I do not accept a complete transformation of humanity; yet a
transformation from a Mortal toeven an "emortal" (a person with an
indefinite lifespan) must inevitably change more than our antioxidant
enzymes. Clearly, our psychology would change in ways we cannot guess --
and in ways I take to be fundamentally positive, both for our individual
psychological health & happiness, and for our interpersonal interactions
and the culture at large.


"So also is the Ressurection of the Dead. It is sown in corruption; it
is raised in incorruption; ... it is sown a natural body; it is raised a
spiritual body. ... and so it is writte, The first Adam was made a
living soul; the last Adam was made a quickening spirit. ... And as we
have borne the image of the earthly, so we shall also bear the image of
the heavenly."


"Behold, I shew you a Mystery: we shall not all sleep, but we shall all
be changed: in a moment, in the twinkling of an eye, at the last trump:
for the Trumpet shall sound and the dead shall be raised incorruptible,
and we shall be changed."


"For this corruptible must put on incorruption, and this moral must put
on immortality. ... Then shall be brought to pass the saying that is
written, Death is swallowed up in victory."

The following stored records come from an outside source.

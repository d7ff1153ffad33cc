//! Sample source trait

use async_trait::async_trait;

use crate::error::SourceResult;
use crate::sample::Sample;

/// Anything that can produce one [`Sample`] for a set of slot indices
///
/// Implemented by the live protocol engine and by the synthetic
/// generator. The sampling engine holds an `Arc<dyn SamplePoller>` and
/// never needs to know which one it has.
#[async_trait]
pub trait SamplePoller: Send + Sync {
    /// Poll the given slots once and return the assembled sample
    ///
    /// Slots are polled in the order given. Derived slots are filled in
    /// before the sample is returned.
    async fn poll(&self, indices: &[usize]) -> SourceResult<Sample>;
}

The study guide at the end is little more than leading questions; ignore
it. But read the book, and grapple with the issues. I think it
contributes to the Quest in more ways than one, and that much of its
vision is correct and/or appropriate. Take your pills, skip the KFC,
write your elected representatives, talk to your friends. The stakes are
enormous, for you and for everyone you know.


"S/He that overcometh, the same will be clothed in a white raiment: and
I will not blot out hir name out of the Book of Life, but I will confess
hir name before my Father, and before his Angels."


"And the Spirit and the Bride say, Come. And let hir that heareth say,
Come. And let hir that is athirst, come."


"And whosoever will, let hir take of the Water of Life freely."